Страница 2 из 71
О! Голова — разговор отдельный! Пленник был невероятно космат! Волос его, торчащий из-под шапки, словно вылинял, после множества стирок и был недостаточно черен, а местами даже пеплом покрыт. Варвар явно старался привести свои волосы к покорности, да не выходило. Они росли повсюду по его лицу. Брови были косматы, усы косматы, а уж борода, слегка раздваивающаяся, торчала во все стороны! Именно такими никанцы в своем театре изображают злодеев и варваров. Только этот был на диво носат, пучеглаз. Лицо же его наверху, у лба было почти белым (кажется, под волосами проглядывал чудовищный шрам), но ближе к щекам становилось нездорово красным.
Северный варвар шел медленно, понурив голову и совершенно не ведая достоинства. Дойдя до места преклонения, жуткий Ялишанда сам остановился.
— Поприветствуй сиятельного императора Великой Цин! — строго приказал ему распорядитель.

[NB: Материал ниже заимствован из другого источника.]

//! Loading signals from files on disk

use anyhow::Result;
use approx::assert_abs_diff_eq;
use robust_core::Error;
use robust_signal_io::{load_signal, Delimiter, LoadOptions};
use std::io::Write;
use tempfile::NamedTempFile;

fn write_temp(contents: &str) -> Result<NamedTempFile> {
    let mut file = NamedTempFile::new()?;
    file.write_all(contents.as_bytes())?;
    file.flush()?;
    Ok(file)
}

#[test]
fn loads_tab_separated_recording() -> Result<()> {
    let mut text = String::new();
    for i in 0..500 {
        let t = i as f64 * 0.002;
        text.push_str(&format!("{t}\t{}\n", (t * 10.0).sin()));
    }
    let file = write_temp(&text)?;

    for options in [LoadOptions::whitespace(), LoadOptions::delimited(Delimiter::Tab)] {
        let signal = load_signal(file.path(), &options)?;
        assert_eq!(signal.len(), 500);
        assert!(signal.is_time_ordered());
        assert_abs_diff_eq!(signal.times()[499], 0.998, epsilon = 1e-12);
    }
    Ok(())
}

#[test]
fn loads_amplitude_only_recording() -> Result<()> {
    let file = write_temp("0.1\n0.2\n\n0.3\n")?;
    let signal = load_signal(file.path(), &LoadOptions::default())?;
    assert_eq!(signal.times(), &[0.0, 1.0, 2.0]);
    assert_eq!(signal.amplitudes(), &[0.1, 0.2, 0.3]);
    Ok(())
}

#[test]
fn loads_semicolon_decimal_comma_with_header() -> Result<()> {
    let file = write_temp("Time;Amplitude\n0,0;-0,125\n0,5;0,250\n1,0;0,375\n")?;
    let options = LoadOptions::delimited(Delimiter::Semicolon)
        .with_decimal_comma(true)
        .with_header(true);
    let signal = load_signal(file.path(), &options)?;
    assert_eq!(signal.times(), &[0.0, 0.5, 1.0]);
    assert_eq!(signal.amplitudes(), &[-0.125, 0.25, 0.375]);
    Ok(())
}

#[test]
fn missing_file_is_io_error() {
    let dir = tempfile::tempdir().unwrap();
    let err = load_signal(dir.path().join("absent.txt"), &LoadOptions::default()).unwrap_err();
    assert!(matches!(err, Error::Io(_)));
}

#[test]
fn malformed_line_is_parse_error() -> Result<()> {
    let file = write_temp("0 1\n1 2\n2 3,5\n")?;
    match load_signal(file.path(), &LoadOptions::default()) {
        Err(Error::Parse { line, message }) => {
            assert_eq!(line, 3);
            assert!(message.contains("3,5"));
        }
        other => panic!("expected parse error, got {other:?}"),
    }
    Ok(())
}
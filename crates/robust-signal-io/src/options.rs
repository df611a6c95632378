//! Loader configuration

use robust_core::{Error, Result};
use serde::{Deserialize, Serialize};

/// Field separator of a signal file
#[derive(Debug, Clone, Copy, PartialEq, Eq, Default, Serialize, Deserialize)]
#[serde(rename_all = "snake_case")]
pub enum Delimiter {
    /// Any run of spaces or tabs
    #[default]
    Whitespace,
    Comma,
    Semicolon,
    Tab,
}

impl Delimiter {
    /// Byte handed to the CSV reader; `None` for whitespace splitting
    pub fn as_byte(&self) -> Option<u8> {
        match self {
            Delimiter::Whitespace => None,
            Delimiter::Comma => Some(b','),
            Delimiter::Semicolon => Some(b';'),
            Delimiter::Tab => Some(b'\t'),
        }
    }
}

/// How to read a signal file
///
/// Rows hold either `time amplitude` or a bare `amplitude`. A bare amplitude
/// takes its sample index as time.
#[derive(Debug, Clone, PartialEq, Eq, Serialize, Deserialize)]
#[serde(default)]
pub struct LoadOptions {
    pub delimiter: Delimiter,
    /// Numbers use `,` as the decimal mark (`0,25`)
    pub decimal_comma: bool,
    /// Skip the first non-blank row
    pub has_header: bool,
    /// Lines starting with this byte are ignored
    pub comment: Option<u8>,
}

impl Default for LoadOptions {
    fn default() -> Self {
        Self {
            delimiter: Delimiter::Whitespace,
            decimal_comma: false,
            has_header: false,
            comment: Some(b'#'),
        }
    }
}

impl LoadOptions {
    pub fn whitespace() -> Self {
        Self::default()
    }

    pub fn delimited(delimiter: Delimiter) -> Self {
        Self {
            delimiter,
            ..Self::default()
        }
    }

    pub fn with_decimal_comma(mut self, decimal_comma: bool) -> Self {
        self.decimal_comma = decimal_comma;
        self
    }

    pub fn with_header(mut self, has_header: bool) -> Self {
        self.has_header = has_header;
        self
    }

    pub fn validate(&self) -> Result<()> {
        if self.decimal_comma && self.delimiter == Delimiter::Comma {
            return Err(Error::InvalidParameter(
                "decimal comma cannot be combined with a comma delimiter".to_string(),
            ));
        }
        Ok(())
    }
}
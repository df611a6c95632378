//! Global polynomial baseline
//!
//! One least-squares polynomial over the whole segment. Suited to drift that
//! is smooth over the segment; for nonstationary drift see
//! [`crate::local`].

use crate::detrend::{subtract, GoodnessOfFit};
use crate::params::GlobalFitParameters;
use crate::traits::{BaselineEstimator, BaselineEstimatorProperties};
use num_traits::Float;
use robust_core::{validate_columns, Result, Signal};
use robust_polyfit::{Degree, Polynomial, PolynomialKernel};
use serde::Serialize;
use tracing::{debug, instrument};

/// Result of a global fit
#[derive(Debug, Clone, PartialEq, Serialize)]
pub struct GlobalBaselineFit<F = f64> {
    polynomial: Polynomial<F>,
    baseline: Vec<F>,
    corrected: Vec<F>,
    goodness: GoodnessOfFit<F>,
}

impl<F: Float> GlobalBaselineFit<F> {
    pub fn polynomial(&self) -> &Polynomial<F> {
        &self.polynomial
    }

    /// `coefficients()[i]` multiplies `t^i`
    pub fn coefficients(&self) -> &[F] {
        self.polynomial.coefficients()
    }

    pub fn baseline(&self) -> &[F] {
        &self.baseline
    }

    pub fn corrected(&self) -> &[F] {
        &self.corrected
    }

    pub fn goodness(&self) -> &GoodnessOfFit<F> {
        &self.goodness
    }

    pub fn r_squared(&self) -> F {
        self.goodness.r_squared
    }
}

/// Fits one polynomial to an entire segment
#[derive(Debug, Clone)]
pub struct GlobalBaselineFitter {
    kernel: PolynomialKernel,
    params: GlobalFitParameters,
}

impl GlobalBaselineFitter {
    pub fn new(degree: usize) -> Self {
        Self::with_params(GlobalFitParameters {
            degree: Degree::new(degree),
        })
    }

    pub fn with_params(params: GlobalFitParameters) -> Self {
        Self {
            kernel: PolynomialKernel::for_degree(params.degree),
            params,
        }
    }

    pub fn parameters(&self) -> &GlobalFitParameters {
        &self.params
    }

    /// Fit a signal
    pub fn fit<F: Float>(&self, signal: &Signal<F>) -> Result<GlobalBaselineFit<F>> {
        self.fit_columns(signal.times(), signal.amplitudes())
    }

    /// Fit raw time and amplitude columns
    ///
    /// Fails with `InsufficientSamples` when there are fewer than
    /// `degree + 1` samples.
    #[instrument(skip_all, fields(n = times.len(), degree = self.params.degree.get()))]
    pub fn fit_columns<F: Float>(&self, times: &[F], amplitudes: &[F]) -> Result<GlobalBaselineFit<F>> {
        self.params.validate()?;
        validate_columns(times, amplitudes)?;

        let polynomial = self.kernel.fit(times, amplitudes)?;
        let baseline = polynomial.evaluate_many(times);
        let corrected = subtract(amplitudes, &baseline);
        let goodness = GoodnessOfFit::compute(amplitudes, &baseline)?;

        debug!(
            r_squared = goodness.r_squared.to_f64(),
            "global baseline fit complete"
        );

        Ok(GlobalBaselineFit {
            polynomial,
            baseline,
            corrected,
            goodness,
        })
    }
}

impl BaselineEstimatorProperties for GlobalBaselineFitter {
    fn algorithm_name(&self) -> &'static str {
        "GlobalPolynomial"
    }

    fn minimum_sample_size(&self) -> usize {
        self.kernel.minimum_samples()
    }
}

impl<F: Float> BaselineEstimator<F> for GlobalBaselineFitter {
    fn estimate_baseline(&self, signal: &Signal<F>) -> Result<Vec<F>> {
        self.fit(signal).map(|fit| fit.baseline)
    }
}

/// Fit one polynomial of `degree` over the whole signal
pub fn fit_global<F: Float>(times: &[F], amplitudes: &[F], degree: usize) -> Result<GlobalBaselineFit<F>> {
    GlobalBaselineFitter::new(degree).fit_columns(times, amplitudes)
}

Северянин даже тут сплоховал. Как-то нелепо спрятал руки в рукавах (ни легкости движения, ни сочного звука хлопанья ткани!), мешковато упал на колени. Накрыл левую руку правой и коснулся жутким белым лбом золотых кирпичей.
— Скажи: ты ли тот злобный Ялишанда, что с бандой лоча захватил земли по реке Сахалянь, грабил и убивал подданных Великой Цин, а после дерзко захватил Нингуту, презрев власть императора?
— Да, это я, — варвар ответил на чистом маньчжурском, лишь странно коверкая звуки.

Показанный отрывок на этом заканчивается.